The extended sandpile model then provides an interesting answer as to whether micro-foundation is necessary to study aggregate social dynamics. While individual characteristics might be of lesser importance for the system’s aggregate behaviour, it does not imply that we can ignore the role of the individual and substitute them by a representative or aggregate agent. Only a micro-founded study recognises the interaction structure created by individual social relations that is vital for the complex social dynamics we observe. Such structure and the arising feedback effects create emergent behaviour that is chaotic in nature and cannot be deduced from averages. Yet, we might then conclude that social dynamics are generally too chaotic to model, which brings me to my third point.
Order in Chaos
While the social dynamics follow a random chaotic process when studied at the micro-level, we still observe regularities at the aggregate level. The scale and duration of social contentions follow a power law distribution. While changes to the characteristics of agents alter the system’s local dynamics at the micro-scale, a more sophisticated representation of the individual does not affect these attributes of social movements. In addition, the power law distribution is scale-invariant which indicates that the properties that hold for smaller populations over a relatively short period hold (proportionally) for larger populations and longer periods.

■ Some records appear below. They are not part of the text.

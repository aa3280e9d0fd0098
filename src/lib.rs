//! factor-coord - coordination over factored discrete spaces
//!
//! Finds the joint assignment of many small variables (agents, state factors)
//! that maximizes a sum of local rules, without enumerating the joint space.
//!
//! - [`factored`]: partial assignments, rules and mixed-radix enumeration
//! - [`trie`]: consistency lookup of partial assignments
//! - [`graph`]: variable/factor adjacency with stable factor handles
//! - [`algorithms`]: exact [`VariableElimination`] and approximate [`MaxPlus`]
//!
//! ```
//! use factor_coord::factored::{PartialAssignment, Rule};
//! use factor_coord::VariableElimination;
//!
//! let space = [2, 2, 3];
//! let rule = |keys: Vec<usize>, values: Vec<usize>, value| {
//!     Rule::new(PartialAssignment::new(&space, keys, values).unwrap(), value)
//! };
//! let rules = vec![
//!     rule(vec![0], vec![1], 3.0),
//!     rule(vec![1, 2], vec![1, 2], 5.0),
//! ];
//! let best = VariableElimination::default().solve(&space, &rules).unwrap();
//! assert_eq!(best.assignment, vec![1, 1, 2]);
//! assert_eq!(best.value, 8.0);
//! ```

pub mod algorithms;
pub mod factored;
pub mod graph;
pub mod trie;

pub use algorithms::{CoordinationAlgorithm, EliminationOrder, MaxPlus, VariableElimination};
pub use factored::{FactoredError, PartialAssignment, PartialKeys, Rule, Solution};
pub use graph::{FactorGraph, FactorHandle};
pub use trie::{FilterMap, Trie};
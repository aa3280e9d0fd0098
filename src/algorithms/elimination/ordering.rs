//! Choice of the next variable to eliminate.

use crate::graph::FactorGraph;
use std::cmp::Reverse;

/// Policy picking which live variable to eliminate next.
///
/// The order never changes the optimum found, only the induced width and
/// therefore the cost of each step.
#[derive(Debug, Clone, Copy, PartialEq, Eq, Default)]
pub enum EliminationOrder {
    /// Highest-index live variable first.
    #[default]
    LastFirst,
    /// Live variable with the smallest elimination neighborhood first; ties go
    /// to the highest index.
    MinDegree,
}

pub(super) fn next_variable<F>(graph: &FactorGraph<F>, order: EliminationOrder) -> Option<usize> {
    match order {
        EliminationOrder::LastFirst => (0..graph.variables()).rev().find(|&v| graph.is_live(v)),
        EliminationOrder::MinDegree => graph
            .live_variables()
            .min_by_key(|&v| (neighborhood_width(graph, v), Reverse(v))),
    }
}

fn neighborhood_width<F>(graph: &FactorGraph<F>, variable: usize) -> usize {
    let factors = graph.variable_neighbors(variable);
    if factors.is_empty() {
        return 0;
    }
    graph.union_scope(&factors).len()
}

#[cfg(test)]
mod tests {
    use super::*;
    use crate::factored::PartialKeys;

    fn star() -> FactorGraph<()> {
        // 0 is the hub of a star over 0..4.
        let mut graph: FactorGraph<()> = FactorGraph::new(4);
        for leaf in 1..4 {
            graph.get_factor(&PartialKeys::new(vec![0, leaf], 4).unwrap());
        }
        graph
    }

    #[test]
    fn last_first_picks_highest_live() {
        let mut graph: FactorGraph<()> = FactorGraph::new(3);
        assert_eq!(next_variable(&graph, EliminationOrder::LastFirst), Some(2));
        graph.erase_variable(2);
        assert_eq!(next_variable(&graph, EliminationOrder::LastFirst), Some(1));
        graph.erase_variable(1);
        graph.erase_variable(0);
        assert_eq!(next_variable(&graph, EliminationOrder::LastFirst), None);
    }

    #[test]
    fn min_degree_avoids_the_hub() {
        let graph = star();
        assert_eq!(neighborhood_width(&graph, 0), 4);
        assert_eq!(neighborhood_width(&graph, 2), 2);
        assert_eq!(next_variable(&graph, EliminationOrder::MinDegree), Some(3));
    }

    #[test]
    fn min_degree_prefers_isolated_variables() {
        let mut graph = star();
        let hub_leaf = graph.variable_neighbors(1)[0];
        graph.erase_factor(hub_leaf);
        assert_eq!(next_variable(&graph, EliminationOrder::MinDegree), Some(1));
    }
}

This makes for some interesting food for thought and implications that may hold for a wider number of studies of social dynamics. While social systems may exhibit dynamics that are chaotic at the micro-level, patterns become consistent at the aggregate level. These patterns may then be robust across a diverse number of social systems. Indeed, power law distributions and particularly Zipf’s law have been found to hold in various social contexts. In addition, these patterns are unaffected by idiosyncratic actions of individuals and do not require a detailed understanding and modelling of individual motivations. Yet, the abstraction from individual motivation and the independent evolution of aggregate regularities do by no means imply that the model suggests a lack of individual agency. Similar to rates of birth, marriage, suicide and employment, the regularities of these rates do not preclude individual motivations and decisions that affect these rates. It merely suggests that variations in the individual characteristics disappear at the larger aggregate. To the contrary, the model demonstrates that an account of the individual remains critical for the study of social system since particular dynamics that lead to these consistent patterns emerge from the network in which social actors interact. An understanding of the interaction structure and the feedback effects between individual choices is therefore critical to comprehend the driving forces behind social movements which cannot be adequately modelled on the basis of aggregates and averages.